One of the most basic ideas in Frege’s philosophy is that of “a whole complete in itself” (CP 140-141: “ein in sich abgeschlossenes Ganze,” or “ein vollstaendiges Ganze”) He never provides an elucidation of what this means--in the manner of Spinoza on substance, for example, or otherwise. Instead, whatever operative meaning this language has in his work derives from a contrast with other types of entities called “functions,” which by themselves alone (“fuer sich allein”) are “incomplete,”“in need of supplementation,” or “unsaturated.” (CP 140) Frege does not seem to mean that “functions” cannot exist or have being “by themselves alone.” His point is simply that without further mediation they are (somehow!) capable of “coming together” with entities (“arguments”) that are not“incomplete,” or are “saturated,” to yield a further entity (the “value”) which is also complete or saturated. No further entity is needed to connect them up, and so what is sometimes referred to as “Bradley’s regress11 is avoided. His favored illustrations fall within the domain of mathematics, of course. “Thus, e.g., 3 is the value of the function 2.x3 + x for the argument 1, since we have: 2.13 + 1 = 3.” (CP 141) By “object” Frege means “...anything that is not a function, so that an expression for it does not contain any empty place.” (CP 147)

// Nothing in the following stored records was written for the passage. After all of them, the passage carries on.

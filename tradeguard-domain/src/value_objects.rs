//! Value Objects for the Tradeguard Domain
//!
//! Immutable domain primitives. Identifiers are validated at construction;
//! prices are plain `Decimal` values because the rule ladder accepts any
//! price snapshot without bounds checks.

use rust_decimal::Decimal;
use serde::{Deserialize, Serialize};
use std::fmt;

/// Domain errors for value object and entity validation
#[derive(Debug, Clone, PartialEq, Eq, thiserror::Error)]
pub enum DomainError {
    /// Symbol must be a non-empty instrument identifier
    #[error("Invalid symbol: {0}")]
    InvalidSymbol(String),

    /// Trade identifier must be non-empty
    #[error("Invalid trade id: {0}")]
    InvalidTradeId(String),

    /// Quantity must be positive
    #[error("Invalid quantity: {0}")]
    InvalidQuantity(String),

    /// Initial stop does not define a positive risk unit
    #[error("Invalid risk: {0}")]
    InvalidRisk(String),

    /// Trade management parameters are out of range
    #[error("Invalid management params: {0}")]
    InvalidParams(String),
}

// =============================================================================
// TradeId
// =============================================================================

/// Opaque identifier of one managed trade
#[derive(Debug, Clone, PartialEq, Eq, Hash, Serialize, Deserialize)]
#[serde(try_from = "String", into = "String")]
pub struct TradeId(String);

impl TradeId {
    /// Create a new TradeId
    ///
    /// # Errors
    /// Returns `DomainError::InvalidTradeId` if the value is empty
    pub fn new(value: impl Into<String>) -> Result<Self, DomainError> {
        let value = value.into();
        if value.trim().is_empty() {
            return Err(DomainError::InvalidTradeId("Trade id must be non-empty".to_string()));
        }
        Ok(Self(value))
    }

    /// Get the identifier as a string slice
    pub fn as_str(&self) -> &str {
        &self.0
    }
}

impl fmt::Display for TradeId {
    fn fmt(&self, f: &mut fmt::Formatter<'_>) -> fmt::Result {
        write!(f, "{}", self.0)
    }
}

impl TryFrom<String> for TradeId {
    type Error = DomainError;

    fn try_from(value: String) -> Result<Self, Self::Error> {
        Self::new(value)
    }
}

impl From<TradeId> for String {
    fn from(value: TradeId) -> Self {
        value.0
    }
}

// =============================================================================
// Symbol
// =============================================================================

/// Symbol identifies the traded instrument (e.g., BTCUSDT, EURUSD, TEST)
///
/// The management ladder never interprets the symbol; it is carried through
/// to actions and exchange requests as-is.
///
/// # Examples
/// ```
/// # use tradeguard_domain::value_objects::Symbol;
/// let symbol = Symbol::new("BTCUSDT").unwrap();
/// assert_eq!(symbol.as_str(), "BTCUSDT");
/// assert!(Symbol::new("  ").is_err());
/// ```
#[derive(Debug, Clone, PartialEq, Eq, Hash, Serialize, Deserialize)]
#[serde(try_from = "String", into = "String")]
pub struct Symbol(String);

impl Symbol {
    /// Create a new Symbol
    ///
    /// # Errors
    /// Returns `DomainError::InvalidSymbol` if the value is empty
    pub fn new(value: impl Into<String>) -> Result<Self, DomainError> {
        let value = value.into();
        if value.trim().is_empty() {
            return Err(DomainError::InvalidSymbol("Symbol must be non-empty".to_string()));
        }
        Ok(Self(value))
    }

    /// Get the symbol as a string slice
    pub fn as_str(&self) -> &str {
        &self.0
    }
}

impl fmt::Display for Symbol {
    fn fmt(&self, f: &mut fmt::Formatter<'_>) -> fmt::Result {
        write!(f, "{}", self.0)
    }
}

impl TryFrom<String> for Symbol {
    type Error = DomainError;

    fn try_from(value: String) -> Result<Self, Self::Error> {
        Self::new(value)
    }
}

impl From<Symbol> for String {
    fn from(value: Symbol) -> Self {
        value.0
    }
}

// =============================================================================
// Side
// =============================================================================

/// Side represents the trade direction
///
/// Determines the sign convention of every price-distance calculation.
/// Deserializes from `"buy"`/`"sell"` as well as `"long"`/`"short"`.
#[derive(Debug, Clone, Copy, PartialEq, Eq, Hash, Serialize, Deserialize)]
#[serde(rename_all = "lowercase")]
pub enum Side {
    /// Long position (profits when price rises)
    #[serde(alias = "long")]
    Buy,
    /// Short position (profits when price falls)
    #[serde(alias = "short")]
    Sell,
}

impl Side {
    /// Direction of favorable price movement
    ///
    /// Buy → +1, Sell → -1
    pub fn sign(&self) -> Decimal {
        match self {
            Side::Buy => Decimal::ONE,
            Side::Sell => Decimal::NEGATIVE_ONE,
        }
    }

    /// Get the entry action for this side
    ///
    /// Buy → Buy, Sell → Sell
    pub fn entry_action(&self) -> OrderSide {
        match self {
            Side::Buy => OrderSide::Buy,
            Side::Sell => OrderSide::Sell,
        }
    }

    /// Get the exit action for this side
    ///
    /// Buy → Sell, Sell → Buy
    pub fn exit_action(&self) -> OrderSide {
        match self {
            Side::Buy => OrderSide::Sell,
            Side::Sell => OrderSide::Buy,
        }
    }

    /// Whether `candidate` is strictly tighter than `current` for this side
    ///
    /// A tighter stop locks in more profit: higher for longs, lower for shorts.
    pub fn is_tighter(&self, candidate: Decimal, current: Decimal) -> bool {
        match self {
            Side::Buy => candidate > current,
            Side::Sell => candidate < current,
        }
    }
}

impl fmt::Display for Side {
    fn fmt(&self, f: &mut fmt::Formatter<'_>) -> fmt::Result {
        match self {
            Side::Buy => write!(f, "BUY"),
            Side::Sell => write!(f, "SELL"),
        }
    }
}

/// OrderSide represents the direction of an order sent to an exchange
#[derive(Debug, Clone, Copy, PartialEq, Eq, Serialize, Deserialize)]
#[serde(rename_all = "lowercase")]
pub enum OrderSide {
    /// Buy order
    Buy,
    /// Sell order
    Sell,
}

impl fmt::Display for OrderSide {
    fn fmt(&self, f: &mut fmt::Formatter<'_>) -> fmt::Result {
        match self {
            OrderSide::Buy => write!(f, "BUY"),
            OrderSide::Sell => write!(f, "SELL"),
        }
    }
}

// =============================================================================
// Tests
// =============================================================================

As for a concept, a sense that is not a Thought, it “...is a function whose value is a truth value.” (CP 146) All that is true of a function is true, therefore, of a concept. The concept too has an inherent tendency to seize upon relevant objects. (PW 193) Further, we are told that “A concept is the reference (Bedeutung) of a predicate.” (CP 187) While a predicate expression does not name the corresponding concept--since only objects have names (CP 186n)--it nevertheless refers to it and confers the status of reference upon it. And finally: “I call the concepts under which an object falls its properties.” (CP 190; cf 146) The distinction between 3 and 4 in the 5-point person to object structure indicated above just disappears.

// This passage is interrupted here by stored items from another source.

//! Engine configuration.
//!
//! Loads the management ladder from environment variables with defaults
//! taken from [`TmParams::default`].
//!
//! # Environment Variables
//!
//! - `TRADEGUARD_TP1_R` (default: 1.0)
//! - `TRADEGUARD_TP1_CLOSE_PCT` (default: 0.5)
//! - `TRADEGUARD_BE_OFFSET_R` (default: 0.05)
//! - `TRADEGUARD_BE_PLUS_R` (default: 1.5)
//! - `TRADEGUARD_BE_PLUS_STOP_R` (default: 0.3)
//! - `TRADEGUARD_RUNNER_TRAIL_START_R` (default: 2.0)
//! - `TRADEGUARD_RUNNER_TRAIL_STEP_R` (default: 0.5)
//! - `TRADEGUARD_RUNNER_TRAIL_LOCK_R` (default: 1.0)

use rust_decimal::Decimal;
use std::env;
use std::str::FromStr;
use tracing::info;
use tradeguard_domain::TmParams;

use crate::error::{EngineError, EngineResult};

/// Engine configuration.
#[derive(Debug, Clone, Copy, PartialEq, Eq, Default)]
pub struct EngineConfig {
    /// Ladder applied to every managed trade
    pub params: TmParams,
}

impl EngineConfig {
    /// Load configuration from environment variables.
    ///
    /// A `.env` file in the working directory is loaded first if present.
    pub fn from_env() -> EngineResult<Self> {
        // Load .env file if present (ignore errors)
        let _ = dotenvy::dotenv();

        Self::from_lookup(|key| env::var(key).ok())
    }

    /// Load configuration through an arbitrary key lookup.
    ///
    /// # Errors
    ///
    /// * `EngineError::Config` if a value is not a decimal number
    /// * `EngineError::Domain` if the resulting params fail validation
    pub fn from_lookup<F>(lookup: F) -> EngineResult<Self>
    where
        F: Fn(&str) -> Option<String>,
    {
        let defaults = TmParams::default();

        let params = TmParams {
            tp1_r: Self::load_decimal(&lookup, "TRADEGUARD_TP1_R", defaults.tp1_r)?,
            tp1_close_pct: Self::load_decimal(
                &lookup,
                "TRADEGUARD_TP1_CLOSE_PCT",
                defaults.tp1_close_pct,
            )?,
            be_offset_r: Self::load_decimal(&lookup, "TRADEGUARD_BE_OFFSET_R", defaults.be_offset_r)?,
            be_plus_r: Self::load_decimal(&lookup, "TRADEGUARD_BE_PLUS_R", defaults.be_plus_r)?,
            be_plus_stop_r: Self::load_decimal(
                &lookup,
                "TRADEGUARD_BE_PLUS_STOP_R",
                defaults.be_plus_stop_r,
            )?,
            runner_trail_start_r: Self::load_decimal(
                &lookup,
                "TRADEGUARD_RUNNER_TRAIL_START_R",
                defaults.runner_trail_start_r,
            )?,
            runner_trail_step_r: Self::load_decimal(
                &lookup,
                "TRADEGUARD_RUNNER_TRAIL_STEP_R",
                defaults.runner_trail_step_r,
            )?,
            runner_trail_lock_r: Self::load_decimal(
                &lookup,
                "TRADEGUARD_RUNNER_TRAIL_LOCK_R",
                defaults.runner_trail_lock_r,
            )?,
        };

        params.validate()?;

        info!(params = %params, "Trade management config loaded");

        Ok(Self { params })
    }

    fn load_decimal<F>(lookup: &F, key: &str, default: Decimal) -> EngineResult<Decimal>
    where
        F: Fn(&str) -> Option<String>,
    {
        match lookup(key) {
            Some(val) => Decimal::from_str(val.trim())
                .map_err(|_| EngineError::Config(format!("Invalid {} value: {}", key, val))),
            None => Ok(default),
        }
    }
}

// =============================================================================
// Tests
// =============================================================================
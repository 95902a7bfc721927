//! Engine error types.

use thiserror::Error;
use tradeguard_domain::DomainError;

/// Errors raised around the evaluator (construction and configuration).
///
/// Evaluation itself never fails; a degenerate trade simply yields no actions.
#[derive(Debug, Error)]
pub enum EngineError {
    /// Domain validation error
    #[error("Domain error: {0}")]
    Domain(#[from] DomainError),

    /// Configuration error
    #[error("Configuration error: {0}")]
    Config(String),
}

/// Result type for engine operations.
pub type EngineResult<T> = Result<T, EngineError>;
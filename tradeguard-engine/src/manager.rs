//! Managed trade: single owner of one trade's ladder progression.
//!
//! Each `(Trade, TmState)` pair must be evaluated by exactly one execution
//! context, in price order. `ManagedTrade` takes `&mut self` for every
//! evaluation, so sharing one across threads requires the caller to wrap it
//! in a mutex or hand it to a single task.

use rust_decimal::Decimal;
use tracing::info;
use tradeguard_domain::{is_stop_hit, Action, TmParams, TmState, Trade};

use crate::error::EngineResult;
use crate::evaluator::{evaluate_trade_management, Evaluation};

/// One open trade under management
#[derive(Debug, Clone)]
pub struct ManagedTrade {
    trade: Trade,
    state: TmState,
    params: TmParams,
}

impl ManagedTrade {
    /// Start managing a freshly opened trade.
    ///
    /// # Errors
    ///
    /// Returns `EngineError::Domain` if the trade's risk setup or the params
    /// are invalid.
    pub fn new(trade: Trade, params: TmParams) -> EngineResult<Self> {
        Self::resume(trade, TmState::new(), params)
    }

    /// Resume management from a previously persisted state.
    ///
    /// # Errors
    ///
    /// Same as [`ManagedTrade::new`].
    pub fn resume(trade: Trade, state: TmState, params: TmParams) -> EngineResult<Self> {
        trade.validate()?;
        params.validate()?;

        Ok(Self {
            trade,
            state,
            params,
        })
    }

    /// Evaluate a price tick and apply the result.
    ///
    /// Returns the actions the caller must execute (partial close, stop
    /// updates) in rule order.
    pub fn on_price(&mut self, price: Decimal) -> Vec<Action> {
        let evaluation = self.preview(price);

        for action in &evaluation.actions {
            info!(
                trade_id = %self.trade.id(),
                symbol = %self.trade.symbol(),
                reason = %action.reason(),
                profit_r = %action.profit_r(),
                old_stop = ?action.old_stop(),
                new_stop = ?action.new_stop(),
                close_pct = ?action.close_pct(),
                "Trade management action"
            );
        }

        evaluation.apply(&mut self.trade, &mut self.state)
    }

    /// Evaluate a price tick without applying it.
    pub fn preview(&self, price: Decimal) -> Evaluation {
        evaluate_trade_management(&self.trade, &self.state, price, &self.params)
    }

    /// Whether `price` has reached the stop currently protecting the trade.
    pub fn is_stopped_out(&self, price: Decimal) -> bool {
        is_stop_hit(self.trade.side(), price, self.trade.effective_stop())
    }

    /// Live stop, falling back to the initial stop.
    pub fn effective_stop(&self) -> Decimal {
        self.trade.effective_stop()
    }

    /// The managed trade.
    pub fn trade(&self) -> &Trade {
        &self.trade
    }

    /// Current ladder state.
    pub fn state(&self) -> &TmState {
        &self.state
    }

    /// Ladder parameters.
    pub fn params(&self) -> &TmParams {
        &self.params
    }

    /// Release the trade and state, e.g. for persistence.
    pub fn into_parts(self) -> (Trade, TmState) {
        (self.trade, self.state)
    }
}

// =============================================================================
// Tests
// =============================================================================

With this in mind we can perhaps understand why Frege might regard the relation of referring as something obvious, given his doctrine of sense. But can we possibly concur? The relation of referring depends upon the grasp of the Thought or sense, and possibly even contains it as a part. There would be no referring and hence no references (Bedeutungen) if senses were not grasped. Hence, every problem that is found with the ‘grasping’ will carry over to referring, and we have seen that these are pretty serious.

But a further problem arises. Senses do not themselves refer. Referring is not a relationship between the sense and the referent, but between an act or term in use and its object. The act or term has the object as its Bedeutung provided that both it and the object have the requisite relations to the appropriate sense. Certainly there is a relationship between the sense of any given act or term and the relevant object. If we are correct it is the relationship the concept/function has with the “argument” to which it clings to fill out its “incompleteness.” It is predication (exemplification) in the ontological sense, or also the relation of “falling under” the concept. (CP 146) But this relation is not itself the relation of referring. Properties do not refer to their subjects, are not about or directed upon them. And if they did ‘refer’, that would still leave us the task of analyzing the relation of acts and signs to the objects which they intend or denote, for the act or term certainly is not, on Frege’s view, a property of the object which is its reference.

This leaves us in the following situation. ‘Grasping’ a sense does not itself constitute referring to an object. We might, as frequently is the case in theoretical work, have no interest beyond the concepts or thoughts concerned. What we do more than ‘grasp’ a sense in order to refer to an object--how we deal with or use the sense to arrive at the Bedeutung--remains completely unclarified (really, I think, undealt with) in Frege’s account of the act/object nexus.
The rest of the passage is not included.